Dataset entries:
....................
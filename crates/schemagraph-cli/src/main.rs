//! schemagraph CLI - compile JSON Schemas and validate documents against them
//!
//! This is the main entry point for the schemagraph command-line tool,
//! providing commands for validating documents, checking schemas and
//! generating shell completions.

mod cli;
mod config;
mod error;
mod handlers;
mod logging;
mod output;

use cli::{Cli, Commands};
use colored::control;
use config::Config;
use error::Result;
use logging::{timing::Timer, LoggingConfig};
use output::OutputWriter;
use std::process;
use tracing::instrument;

fn main() {
    let cli = Cli::parse_args();

    // Configuration decides the log format, so it is read first
    let config = match Config::load_with_file(cli.config.as_deref()) {
        Ok(config) => config,
        Err(e) => {
            eprintln!("{}", error::format_error(&e, false));
            process::exit(e.exit_code());
        }
    };

    control::set_override(cli.use_color(&config));

    if let Err(e) = init_logging(&cli, &config) {
        eprintln!("Failed to initialize logging: {}", e);
    }

    match run(cli, &config) {
        Ok(()) => process::exit(0),
        Err(e) => {
            eprintln!("{}", error::format_error(&e, control::SHOULD_COLORIZE.should_colorize()));

            if e.should_show_help() {
                eprintln!("\nFor more information, try '--help'");
            }

            process::exit(e.exit_code());
        }
    }
}

/// Main application logic
#[instrument(skip(cli, config), fields(command = ?cli.command))]
fn run(cli: Cli, config: &Config) -> Result<()> {
    let _timer = Timer::new("cli_execution");

    let mut output = OutputWriter::new(cli.output_format(config), cli.use_color(config), cli.quiet);

    tracing::info!(
        command = ?cli.command,
        verbosity = cli.verbosity_level(),
        "Executing command"
    );

    match cli.command {
        Commands::Validate(args) => handlers::handle_validate(args, config, &mut output),
        Commands::Check(args) => handlers::handle_check(args, config, &mut output),
        Commands::Completions(args) => handlers::handle_completions(args),
    }
}

/// Initialize the logging system
fn init_logging(cli: &Cli, config: &Config) -> Result<()> {
    let mut logging_config = LoggingConfig::from_settings(cli.verbosity_level(), &config.logging);
    logging_config.merge_with_env();

    // Quiet mode only logs errors
    if cli.quiet {
        logging_config.level = "error".to_string();
    }

    logging::init_logging(logging_config)
}

#[cfg(test)]
mod tests {
    use super::*;
    use clap::Parser;

    #[test]
    fn test_cli_parsing() {
        let cli = Cli::parse_from(["schemagraph", "-vv", "check", "schema.json"]);
        assert_eq!(cli.verbosity_level(), 2);

        let cli = Cli::parse_from(["schemagraph", "--quiet", "validate", "-s", "schema.json", "doc.json"]);
        assert_eq!(cli.verbosity_level(), 0);
        assert!(matches!(cli.command, Commands::Validate(_)));
    }
}
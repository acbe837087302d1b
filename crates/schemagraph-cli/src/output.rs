//! Output formatting and writing utilities
//!
//! Results are written to stdout in the selected format (human, JSON,
//! pretty JSON or YAML). Machine formats carry no decoration so they can be
//! piped into other tools.

use crate::cli::OutputFormat;
use crate::error::Result;
use colored::Colorize;
use schemagraph::{ResultError, ValidationResult};
use serde::Serialize;
use std::io::{self, Write};
use tracing::trace;

/// Outcome of validating one instance document
#[derive(Debug, Clone, Serialize)]
pub struct InstanceReport {
    pub instance: String,
    pub valid: bool,
    #[serde(skip_serializing_if = "Vec::is_empty")]
    pub errors: Vec<ResultError>,
    /// Set when the document could not be loaded at all
    #[serde(skip_serializing_if = "Option::is_none")]
    pub load_error: Option<String>,
}

impl InstanceReport {
    pub fn from_result(instance: impl Into<String>, result: ValidationResult) -> Self {
        Self {
            instance: instance.into(),
            valid: result.is_valid(),
            errors: result.into_errors(),
            load_error: None,
        }
    }

    pub fn unreadable(instance: impl Into<String>, reason: impl Into<String>) -> Self {
        Self {
            instance: instance.into(),
            valid: false,
            errors: Vec::new(),
            load_error: Some(reason.into()),
        }
    }
}

/// Everything `validate` reports for one schema
#[derive(Debug, Clone, Serialize)]
pub struct ValidationReport {
    pub schema: String,
    pub valid: bool,
    pub instances: Vec<InstanceReport>,
}

impl ValidationReport {
    pub fn new(schema: impl Into<String>) -> Self {
        Self {
            schema: schema.into(),
            valid: true,
            instances: Vec::new(),
        }
    }

    pub fn push(&mut self, report: InstanceReport) {
        self.valid &= report.valid;
        self.instances.push(report);
    }

    /// Instances that loaded but violate the schema
    pub fn invalid_count(&self) -> usize {
        self.instances
            .iter()
            .filter(|report| !report.valid && report.load_error.is_none())
            .count()
    }

    pub fn unreadable_count(&self) -> usize {
        self.instances
            .iter()
            .filter(|report| report.load_error.is_some())
            .count()
    }
}

/// Result of `check`
#[derive(Debug, Clone, Serialize)]
pub struct CheckReport {
    pub schema: String,
    pub valid: bool,
    pub nodes: usize,
}

/// Trait for formatting output with specialized support for reports
pub trait OutputFormatter {
    /// Format a serializable value
    fn format<T: Serialize>(&self, value: &T) -> Result<String>;

    /// Format a validation report
    fn format_validation_report(&self, report: &ValidationReport, use_color: bool) -> Result<String>;

    /// Format a check report
    fn format_check_report(&self, report: &CheckReport, use_color: bool) -> Result<String>;
}

impl OutputFormatter for OutputFormat {
    fn format<T: Serialize>(&self, value: &T) -> Result<String> {
        match self {
            OutputFormat::Json => Ok(serde_json::to_string(value)?),
            OutputFormat::JsonPretty | OutputFormat::Human => Ok(serde_json::to_string_pretty(value)?),
            OutputFormat::Yaml => Ok(serde_yaml::to_string(value)?),
        }
    }

    fn format_validation_report(&self, report: &ValidationReport, use_color: bool) -> Result<String> {
        match self {
            OutputFormat::Human => Ok(format_validation_report_human(report, use_color)),
            _ => self.format(report),
        }
    }

    fn format_check_report(&self, report: &CheckReport, use_color: bool) -> Result<String> {
        match self {
            OutputFormat::Human => {
                let mark = paint("✓", use_color, Paint::Good);
                Ok(format!(
                    "{} {} compiles ({} nodes)",
                    mark, report.schema, report.nodes
                ))
            }
            _ => self.format(report),
        }
    }
}

#[derive(Clone, Copy)]
enum Paint {
    Good,
    Bad,
    Dim,
}

fn paint(text: &str, use_color: bool, paint: Paint) -> String {
    if !use_color {
        return text.to_string();
    }
    match paint {
        Paint::Good => text.green().to_string(),
        Paint::Bad => text.red().to_string(),
        Paint::Dim => text.dimmed().to_string(),
    }
}

/// Format a validation report for human reading
fn format_validation_report_human(report: &ValidationReport, use_color: bool) -> String {
    let mut output = String::new();

    for instance in &report.instances {
        if let Some(reason) = &instance.load_error {
            output.push_str(&format!(
                "{} {}: could not be loaded\n",
                paint("!", use_color, Paint::Bad),
                instance.instance
            ));
            output.push_str(&format!("  {}\n", paint(reason, use_color, Paint::Dim)));
        } else if instance.valid {
            output.push_str(&format!(
                "{} {}: valid\n",
                paint("✓", use_color, Paint::Good),
                instance.instance
            ));
        } else {
            output.push_str(&format!(
                "{} {}: {} error(s)\n",
                paint("✗", use_color, Paint::Bad),
                instance.instance,
                instance.errors.len()
            ));
            for error in &instance.errors {
                output.push_str(&format!(
                    "  - {}: {} {}\n",
                    error.field(),
                    error.description(),
                    paint(&format!("[{}]", error.error_type()), use_color, Paint::Dim)
                ));
            }
        }
    }

    let total = report.instances.len();
    let passed = total - report.invalid_count() - report.unreadable_count();
    output.push_str(&format!("\n{}/{} instance(s) valid against {}", passed, total, report.schema));
    output
}

/// Output writer that handles different output formats and colors
pub struct OutputWriter {
    format: OutputFormat,
    use_color: bool,
    quiet: bool,
    writer: Box<dyn Write>,
}

impl OutputWriter {
    /// Create a new output writer on stdout
    pub fn new(format: OutputFormat, use_color: bool, quiet: bool) -> Self {
        Self::with_writer(format, use_color, quiet, Box::new(io::stdout()))
    }

    /// Create an output writer with a custom writer
    pub fn with_writer(format: OutputFormat, use_color: bool, quiet: bool, writer: Box<dyn Write>) -> Self {
        Self {
            format,
            use_color,
            quiet,
            writer,
        }
    }

    /// Write a line of output
    pub fn writeln(&mut self, content: &str) -> Result<()> {
        writeln!(self.writer, "{}", content)?;
        self.writer.flush()?;
        Ok(())
    }

    /// Write an info message (human format only)
    pub fn info(&mut self, message: &str) -> Result<()> {
        trace!("Output info: {}", message);

        if self.quiet || self.format != OutputFormat::Human {
            return Ok(());
        }

        if self.use_color {
            self.writeln(&format!("{} {}", "ℹ".blue(), message))
        } else {
            self.writeln(&format!("INFO: {}", message))
        }
    }

    /// Write a validation report
    ///
    /// In quiet human mode only the failing instances are listed.
    pub fn validation_report(&mut self, report: &ValidationReport) -> Result<()> {
        let formatted = if self.quiet && self.format == OutputFormat::Human {
            let failing = ValidationReport {
                instances: report
                    .instances
                    .iter()
                    .filter(|instance| !instance.valid)
                    .cloned()
                    .collect(),
                ..report.clone()
            };
            if failing.instances.is_empty() {
                return Ok(());
            }
            self.format.format_validation_report(&failing, self.use_color)?
        } else {
            self.format.format_validation_report(report, self.use_color)?
        };
        self.writeln(&formatted)
    }

    /// Write a check report
    pub fn check_report(&mut self, report: &CheckReport) -> Result<()> {
        if self.quiet && self.format == OutputFormat::Human {
            return Ok(());
        }
        let formatted = self.format.format_check_report(report, self.use_color)?;
        self.writeln(&formatted)
    }
}

#[cfg(test)]
mod tests {
    include!("output/tests.rs");
}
....................
In the records above, find each line with the word "process" and copy it.

use std::process;
            process::exit(e.exit_code());
        Ok(()) => process::exit(0),
            process::exit(e.exit_code());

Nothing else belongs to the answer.